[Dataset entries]
▬▬▬▬▬▬▬▬▬▬
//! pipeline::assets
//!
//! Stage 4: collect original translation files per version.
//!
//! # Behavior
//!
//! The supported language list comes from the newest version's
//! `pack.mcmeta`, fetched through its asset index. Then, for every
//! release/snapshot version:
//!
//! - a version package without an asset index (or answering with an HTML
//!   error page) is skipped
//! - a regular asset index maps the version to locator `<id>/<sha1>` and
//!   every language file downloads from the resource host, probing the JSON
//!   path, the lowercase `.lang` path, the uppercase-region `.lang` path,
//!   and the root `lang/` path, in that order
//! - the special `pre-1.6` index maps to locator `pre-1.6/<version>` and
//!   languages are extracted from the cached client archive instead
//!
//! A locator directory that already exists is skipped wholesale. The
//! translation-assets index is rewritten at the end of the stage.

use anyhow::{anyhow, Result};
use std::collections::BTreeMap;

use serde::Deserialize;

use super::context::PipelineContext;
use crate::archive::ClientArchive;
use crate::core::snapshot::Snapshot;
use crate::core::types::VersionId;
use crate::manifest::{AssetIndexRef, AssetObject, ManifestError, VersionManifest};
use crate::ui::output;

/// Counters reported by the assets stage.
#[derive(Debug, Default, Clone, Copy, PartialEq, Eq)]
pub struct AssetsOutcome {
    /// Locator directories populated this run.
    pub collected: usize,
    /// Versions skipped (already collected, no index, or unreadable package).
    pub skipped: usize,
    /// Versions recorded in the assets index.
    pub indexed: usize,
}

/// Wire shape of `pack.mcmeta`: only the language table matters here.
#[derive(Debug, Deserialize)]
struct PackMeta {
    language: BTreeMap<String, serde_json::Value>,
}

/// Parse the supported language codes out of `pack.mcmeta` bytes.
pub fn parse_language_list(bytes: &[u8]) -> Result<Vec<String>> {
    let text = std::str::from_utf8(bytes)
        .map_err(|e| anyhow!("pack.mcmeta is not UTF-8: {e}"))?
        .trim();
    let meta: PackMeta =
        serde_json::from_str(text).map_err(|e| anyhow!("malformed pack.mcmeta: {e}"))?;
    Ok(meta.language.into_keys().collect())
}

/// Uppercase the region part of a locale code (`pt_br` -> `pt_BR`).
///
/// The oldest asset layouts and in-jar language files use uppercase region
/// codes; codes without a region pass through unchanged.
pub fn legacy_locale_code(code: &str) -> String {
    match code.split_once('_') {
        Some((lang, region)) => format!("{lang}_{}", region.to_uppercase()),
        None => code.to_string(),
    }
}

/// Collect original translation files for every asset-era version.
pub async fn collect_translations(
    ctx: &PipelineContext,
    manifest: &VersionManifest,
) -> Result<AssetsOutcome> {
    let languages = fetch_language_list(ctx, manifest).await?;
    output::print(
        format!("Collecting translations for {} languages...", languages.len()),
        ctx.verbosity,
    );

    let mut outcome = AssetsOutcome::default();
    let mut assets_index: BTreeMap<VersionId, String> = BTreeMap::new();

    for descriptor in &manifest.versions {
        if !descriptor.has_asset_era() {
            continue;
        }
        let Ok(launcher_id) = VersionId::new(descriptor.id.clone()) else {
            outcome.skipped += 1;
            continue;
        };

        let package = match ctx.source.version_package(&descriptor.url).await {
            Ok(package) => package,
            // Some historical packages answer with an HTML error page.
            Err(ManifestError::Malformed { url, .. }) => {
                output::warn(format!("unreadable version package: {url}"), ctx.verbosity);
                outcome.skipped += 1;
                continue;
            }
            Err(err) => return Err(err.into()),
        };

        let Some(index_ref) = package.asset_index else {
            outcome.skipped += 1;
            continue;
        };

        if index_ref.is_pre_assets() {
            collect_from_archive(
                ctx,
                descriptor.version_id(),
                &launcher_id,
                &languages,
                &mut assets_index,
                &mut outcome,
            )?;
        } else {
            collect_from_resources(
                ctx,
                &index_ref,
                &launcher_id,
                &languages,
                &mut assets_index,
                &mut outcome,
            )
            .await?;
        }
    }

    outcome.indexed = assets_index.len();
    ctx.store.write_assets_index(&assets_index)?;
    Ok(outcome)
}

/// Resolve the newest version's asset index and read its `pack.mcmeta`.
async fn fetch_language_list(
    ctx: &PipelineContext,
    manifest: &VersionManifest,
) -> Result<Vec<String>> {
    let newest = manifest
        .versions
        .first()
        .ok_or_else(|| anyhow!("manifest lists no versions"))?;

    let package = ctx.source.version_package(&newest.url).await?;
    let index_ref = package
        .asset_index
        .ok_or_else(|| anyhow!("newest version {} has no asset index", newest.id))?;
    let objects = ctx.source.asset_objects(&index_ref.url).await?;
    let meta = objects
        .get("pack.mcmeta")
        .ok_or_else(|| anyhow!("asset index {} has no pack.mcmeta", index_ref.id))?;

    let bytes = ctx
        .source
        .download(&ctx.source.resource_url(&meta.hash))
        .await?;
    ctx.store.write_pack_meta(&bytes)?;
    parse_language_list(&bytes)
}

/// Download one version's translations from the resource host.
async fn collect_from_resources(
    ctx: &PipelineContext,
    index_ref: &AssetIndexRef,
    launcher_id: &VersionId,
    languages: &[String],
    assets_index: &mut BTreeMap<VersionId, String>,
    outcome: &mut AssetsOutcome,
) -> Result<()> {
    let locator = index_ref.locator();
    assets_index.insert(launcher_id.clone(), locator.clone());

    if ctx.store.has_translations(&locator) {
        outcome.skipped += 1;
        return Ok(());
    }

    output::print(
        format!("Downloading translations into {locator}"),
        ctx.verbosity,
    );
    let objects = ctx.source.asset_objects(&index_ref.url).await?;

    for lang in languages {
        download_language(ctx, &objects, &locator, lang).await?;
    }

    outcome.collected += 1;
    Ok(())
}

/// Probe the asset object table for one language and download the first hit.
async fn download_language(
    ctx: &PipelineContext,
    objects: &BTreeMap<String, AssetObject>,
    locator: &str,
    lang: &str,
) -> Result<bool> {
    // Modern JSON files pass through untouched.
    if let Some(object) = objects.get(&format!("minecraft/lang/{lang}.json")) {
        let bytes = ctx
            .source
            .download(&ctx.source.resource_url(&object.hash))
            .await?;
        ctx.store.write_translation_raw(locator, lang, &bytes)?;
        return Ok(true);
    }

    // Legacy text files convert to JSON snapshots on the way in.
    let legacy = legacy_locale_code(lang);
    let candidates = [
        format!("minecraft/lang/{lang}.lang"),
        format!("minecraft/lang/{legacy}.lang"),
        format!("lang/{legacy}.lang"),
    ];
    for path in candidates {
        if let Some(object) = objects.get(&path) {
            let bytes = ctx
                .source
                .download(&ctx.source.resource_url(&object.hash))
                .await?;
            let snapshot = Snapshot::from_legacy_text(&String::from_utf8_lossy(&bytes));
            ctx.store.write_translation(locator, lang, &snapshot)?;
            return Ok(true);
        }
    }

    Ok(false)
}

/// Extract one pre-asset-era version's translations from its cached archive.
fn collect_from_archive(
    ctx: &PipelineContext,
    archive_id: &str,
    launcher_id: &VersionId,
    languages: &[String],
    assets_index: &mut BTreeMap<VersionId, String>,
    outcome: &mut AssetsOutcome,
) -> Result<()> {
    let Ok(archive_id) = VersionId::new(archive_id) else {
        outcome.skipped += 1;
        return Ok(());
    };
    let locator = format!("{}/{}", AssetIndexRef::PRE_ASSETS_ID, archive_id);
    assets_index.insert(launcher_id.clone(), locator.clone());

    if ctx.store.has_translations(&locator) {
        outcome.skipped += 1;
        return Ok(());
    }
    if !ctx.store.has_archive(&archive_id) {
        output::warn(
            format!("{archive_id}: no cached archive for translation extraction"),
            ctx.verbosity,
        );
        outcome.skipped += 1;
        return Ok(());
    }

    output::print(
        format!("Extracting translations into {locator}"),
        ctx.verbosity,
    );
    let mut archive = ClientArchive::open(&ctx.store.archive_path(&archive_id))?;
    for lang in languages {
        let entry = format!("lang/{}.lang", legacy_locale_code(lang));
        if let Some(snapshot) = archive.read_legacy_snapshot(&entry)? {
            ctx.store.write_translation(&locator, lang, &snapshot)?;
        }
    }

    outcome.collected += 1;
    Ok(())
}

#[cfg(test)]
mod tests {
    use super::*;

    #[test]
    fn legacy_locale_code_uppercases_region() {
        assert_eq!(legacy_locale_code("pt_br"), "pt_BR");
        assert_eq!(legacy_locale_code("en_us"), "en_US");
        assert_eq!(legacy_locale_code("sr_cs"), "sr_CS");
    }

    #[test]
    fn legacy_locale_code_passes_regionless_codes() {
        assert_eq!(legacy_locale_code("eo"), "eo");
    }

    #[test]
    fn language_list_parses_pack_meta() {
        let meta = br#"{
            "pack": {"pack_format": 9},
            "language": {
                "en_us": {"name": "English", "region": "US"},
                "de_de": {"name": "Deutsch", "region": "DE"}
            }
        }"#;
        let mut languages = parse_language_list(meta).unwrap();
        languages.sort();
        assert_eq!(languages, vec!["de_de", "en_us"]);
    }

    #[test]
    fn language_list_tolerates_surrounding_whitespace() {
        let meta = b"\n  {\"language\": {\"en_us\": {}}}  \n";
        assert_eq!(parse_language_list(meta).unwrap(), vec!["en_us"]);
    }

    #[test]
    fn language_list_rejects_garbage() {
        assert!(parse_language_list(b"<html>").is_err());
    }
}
▬▬▬▬▬▬▬▬▬▬
**What needs to be done**
Your answer should be each line from the entries that includes the string "super".

**Reply to the task**
use super::context::PipelineContext;
    use super::*;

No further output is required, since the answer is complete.